ZENIT: How did Mother Teresa succeed in speaking to the heart of all – Christians, Hindus, Muslims – with the same efficacy?

Father Lush: Mother Teresa is a rare and unique phenomenon in the history of humanity. She is not only a Saint for Christians but, in a certain sense, also for atheists, unbelievers, Hindus and Muslims. She succeeded in addressing the economic, social and spiritual evils of a country like India, thanks to the development of a civilization of love, also challenging the Indian social order of castes, approaching the pariah and choosing as habit a pale blue sari, the color of the Untouchables, the lowest in the Indian social scheme. She represents the carrying out of the fifth gospel in flesh and bone.

ZENIT: Can you tell us an unknown episode in the Saint’s life?

Father Lush: Yes, certainly, I still remember when, as parish priest, she took my hand and said to me: “Look carefully at your hand. You have five fingers. Every morning ask yourself what you will do today for the Lord with these five fingers and, in the evening, examining both palms, ask yourself what good you did for Jesus and for humanity and what you will do tomorrow.” She was a living example of divine goodness and charity: tireless in her mission of rescue.

ZENIT: In 1979 Mother Teresa was awarded the Nobel Peace Prize. What was the reaction in Albania, her land of origin?

Father Lush: The Marxist dictatorial regime established by Enver Hoxha from 1941 to 1985 did not allow the confession of the Catholic religion, or the celebration, in fact, of his fellow citizen’s Nobel Prize. Mother Teresa was also prohibited from visiting her family at Tirana up to 1989, when religious freedom was re-established and, for the first time, she obtained an Albanian passport only after the collapse of the Communist regime. Her family privation, together with her displeasure for her own country, subjected to a rigid dictatorship, made the desire grow in her to be useful to others, as she herself declared when receiving the Nobel Prize: “Works of love are works of peace; love of neighbor is a great medicine.” Today, instead, October 19 has been instituted as a national holiday in Albania to commemorate the Nobel Prize of the most famous Albanian in the world.

ZENIT: What would Mother Teresa say to young people to react to this wave of attacks of Islamic fundamentalism?

Father Lush: For Mother Teresa the answer was love: to serve and give oneself to God means to love one’s neighbor with no distinctions. With her exemplary life she was able to bring together the Indian castes, beyond cultural, religious or sex differences. Her message is: “One is fulfilled only in others.”

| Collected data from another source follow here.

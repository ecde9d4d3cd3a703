//! Discriminator to factory mapping.

use std::any;
use std::collections::HashMap;
use std::fmt;
use std::sync::Arc;

use serde::de::DeserializeOwned;
use serde_json::Value;

use crate::discriminator;
use crate::error::PolyTypeError;
use crate::global;
use crate::variant::Variant;

pub(crate) type FactoryFn = dyn Fn() -> Box<dyn Variant> + Send + Sync;

/// A type-erased zero-argument constructor for one variant.
#[derive(Clone)]
pub(crate) struct Factory {
    create: Arc<FactoryFn>,
    variant_name: &'static str,
}

impl Factory {
    pub(crate) fn create(&self) -> Box<dyn Variant> {
        (self.create)()
    }
}

/// Maps discriminator strings to variant factories.
///
/// A registry is meant to be built once during start-up and only read
/// afterwards. It never shrinks: there is no removal operation.
#[derive(Clone, Default)]
pub struct Registry {
    factories: HashMap<String, Factory>,
}

impl Registry {
    pub fn new() -> Self {
        Self::default()
    }

    /// Associates `factory` with `discriminator`.
    ///
    /// The factory must return a fresh instance on every call.
    ///
    /// # Panics
    ///
    /// Panics if `discriminator` is empty or already registered. Both are
    /// configuration mistakes that must surface at start-up.
    pub fn register<T, F>(&mut self, discriminator: impl Into<String>, factory: F)
    where
        T: Variant,
        F: Fn() -> T + Send + Sync + 'static,
    {
        let create: Arc<FactoryFn> = Arc::new(move || Box::new(factory()) as Box<dyn Variant>);
        self.insert(discriminator.into(), create, any::type_name::<T>());
    }

    /// Registers `T::default` under `discriminator`.
    pub fn register_default<T>(&mut self, discriminator: impl Into<String>)
    where
        T: Variant + Default,
    {
        self.register(discriminator, T::default);
    }

    pub(crate) fn insert(
        &mut self,
        discriminator: String,
        create: Arc<FactoryFn>,
        variant_name: &'static str,
    ) {
        assert!(
            !discriminator.is_empty(),
            "polytype: cannot register {variant_name} under an empty type"
        );
        if self.factories.contains_key(&discriminator) {
            panic!("polytype: type \"{discriminator}\" has already been added");
        }
        tracing::debug!(%discriminator, variant = variant_name, "registered variant");
        self.factories.insert(
            discriminator,
            Factory {
                create,
                variant_name,
            },
        );
    }

    pub(crate) fn lookup(&self, discriminator: &str) -> Option<&Factory> {
        self.factories.get(discriminator)
    }

    pub fn contains(&self, discriminator: &str) -> bool {
        self.factories.contains_key(discriminator)
    }

    pub fn len(&self) -> usize {
        self.factories.len()
    }

    pub fn is_empty(&self) -> bool {
        self.factories.is_empty()
    }

    /// Registered discriminators in sorted order.
    pub fn discriminators(&self) -> Vec<&str> {
        let mut names: Vec<&str> = self.factories.keys().map(String::as_str).collect();
        names.sort_unstable();
        names
    }

    /// Builds the variant named by `payload`'s discriminator and decodes the
    /// whole of `payload` into it.
    pub fn resolve(&self, payload: &Value) -> Result<Box<dyn Variant>, PolyTypeError> {
        let name = discriminator::find(payload)?;
        let factory = self
            .lookup(name)
            .ok_or_else(|| PolyTypeError::UnsupportedType(name.to_owned()))?;
        let mut instance = factory.create();
        instance
            .decode_from(payload)
            .map_err(|source| PolyTypeError::PayloadDecode {
                discriminator: name.to_owned(),
                source,
            })?;
        tracing::trace!(discriminator = name, variant = factory.variant_name, "resolved variant");
        Ok(instance)
    }

    /// Decodes `T` from JSON bytes with this registry active for every
    /// nested [`PolyType`](crate::PolyType).
    pub fn from_slice<T: DeserializeOwned>(self: &Arc<Self>, bytes: &[u8]) -> serde_json::Result<T> {
        global::with_registry(self, || serde_json::from_slice(bytes))
    }

    /// Decodes `T` from JSON text with this registry active.
    pub fn from_str<T: DeserializeOwned>(self: &Arc<Self>, text: &str) -> serde_json::Result<T> {
        global::with_registry(self, || serde_json::from_str(text))
    }
}

impl fmt::Debug for Registry {
    fn fmt(&self, f: &mut fmt::Formatter<'_>) -> fmt::Result {
        let mut names: Vec<(&str, &str)> = self
            .factories
            .iter()
            .map(|(name, factory)| (name.as_str(), factory.variant_name))
            .collect();
        names.sort_unstable();
        f.debug_map().entries(names).finish()
    }
}

#[cfg(test)]
mod tests {
    use super::*;
    use serde::{Deserialize, Serialize};
    use serde_json::json;

    #[derive(Debug, Default, PartialEq, Serialize, Deserialize)]
    struct A {
        #[serde(rename = "A", default)]
        a: String,
    }

    #[derive(Debug, Default, PartialEq, Serialize, Deserialize)]
    struct B {
        #[serde(rename = "B", default)]
        b: String,
    }

    fn registry() -> Registry {
        let mut registry = Registry::new();
        registry.register_default::<A>("a");
        registry.register("b", B::default);
        registry
    }

    #[test]
    fn register_and_introspect() {
        let registry = registry();
        assert_eq!(registry.len(), 2);
        assert!(!registry.is_empty());
        assert!(registry.contains("a"));
        assert!(!registry.contains("A"));
        assert_eq!(registry.discriminators(), vec!["a", "b"]);
        assert!(Registry::new().is_empty());
    }

    #[test]
    #[should_panic(expected = "polytype: type \"a\" has already been added")]
    fn duplicate_registration_panics() {
        let mut registry = registry();
        registry.register_default::<B>("a");
    }

    #[test]
    #[should_panic(expected = "empty type")]
    fn empty_discriminator_registration_panics() {
        let mut registry = Registry::new();
        registry.register_default::<A>("");
    }

    #[test]
    fn factory_returns_independent_instances() {
        let registry = registry();
        let factory = registry.lookup("a").unwrap();
        let mut first = factory.create();
        first.downcast_mut::<A>().unwrap().a = "changed".into();
        let second = factory.create();
        assert_eq!(second.downcast_ref::<A>(), Some(&A::default()));
    }

    #[test]
    fn resolve_matrix() {
        let registry = registry();
        let a = registry
            .resolve(&json!({"type": "a", "A": "This is A", "C": "ignored"}))
            .unwrap();
        assert_eq!(a.downcast_ref::<A>(), Some(&A { a: "This is A".into() }));

        let b = registry.resolve(&json!({"Type": "b", "A": "x", "B": "This is B"})).unwrap();
        assert_eq!(b.downcast_ref::<B>(), Some(&B { b: "This is B".into() }));

        let err = registry.resolve(&json!({"type": "c"})).err().unwrap();
        assert!(matches!(&err, PolyTypeError::UnsupportedType(name) if name == "c"));
        assert_eq!(err.to_string(), "type \"c\" is not supported");

        let err = registry.resolve(&json!({"type": "a", "A": 1})).err().unwrap();
        assert!(matches!(&err, PolyTypeError::PayloadDecode { discriminator, .. } if discriminator == "a"));
    }

    #[test]
    fn factory_values_are_overwritten_by_payload() {
        let mut registry = Registry::new();
        registry.register("a", || A { a: "preset".into() });
        let a = registry.resolve(&json!({"type": "a", "A": "decoded"})).unwrap();
        assert_eq!(a.downcast_ref::<A>().unwrap().a, "decoded");
    }

    #[derive(Debug, PartialEq, Serialize, Deserialize)]
    struct Plain {
        #[serde(rename = "A")]
        a: String,
        count: u8,
    }

    #[test]
    fn factory_presets_survive_absent_fields() {
        let mut registry = Registry::new();
        registry.register("plain", || Plain {
            a: "preset".into(),
            count: 3,
        });
        let plain = registry.resolve(&json!({"type": "plain", "count": 4})).unwrap();
        assert_eq!(
            plain.downcast_ref::<Plain>(),
            Some(&Plain {
                a: "preset".into(),
                count: 4,
            })
        );
    }

    #[test]
    fn plain_struct_decodes_with_only_a_discriminator() {
        let mut registry = Registry::new();
        registry.register("plain", || Plain {
            a: String::new(),
            count: 0,
        });
        let plain = registry.resolve(&json!({"type": "plain"})).unwrap();
        assert_eq!(
            plain.downcast_ref::<Plain>(),
            Some(&Plain {
                a: String::new(),
                count: 0,
            })
        );
    }

    #[test]
    fn debug_lists_variants() {
        let text = format!("{:?}", registry());
        assert!(text.starts_with("{\"a\": "), "{text}");
        assert!(text.contains("\"b\": "), "{text}");
    }
}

ZENIT: The government of Kosovo has prepared a concert of classical music in her honor. When will it take place?

Father Lush: On the evening of Saturday, September 3, in the Basilica of Saint Paul Outside-the-Walls, on the eve of her canonization the concert “Hymn to Mother Teresa” will be held, composed and performed by the Albanian popular singer Diana Toska. A celebration dedicated to the fragile missionary Sister that, 20 years after her death, still unites peoples and creeds, as the components of the orchestra demonstrate, almost all Muslims, who offered themselves gladly to play in her honor, in keeping with her spirit of peace and her universal message. The ceremony will unfold in the presence of the Vatican Secretary of State, Cardinal Pietro Parolin, and of Monsignor Juliusz Janusz, Apostolic Delegate in Kosovo.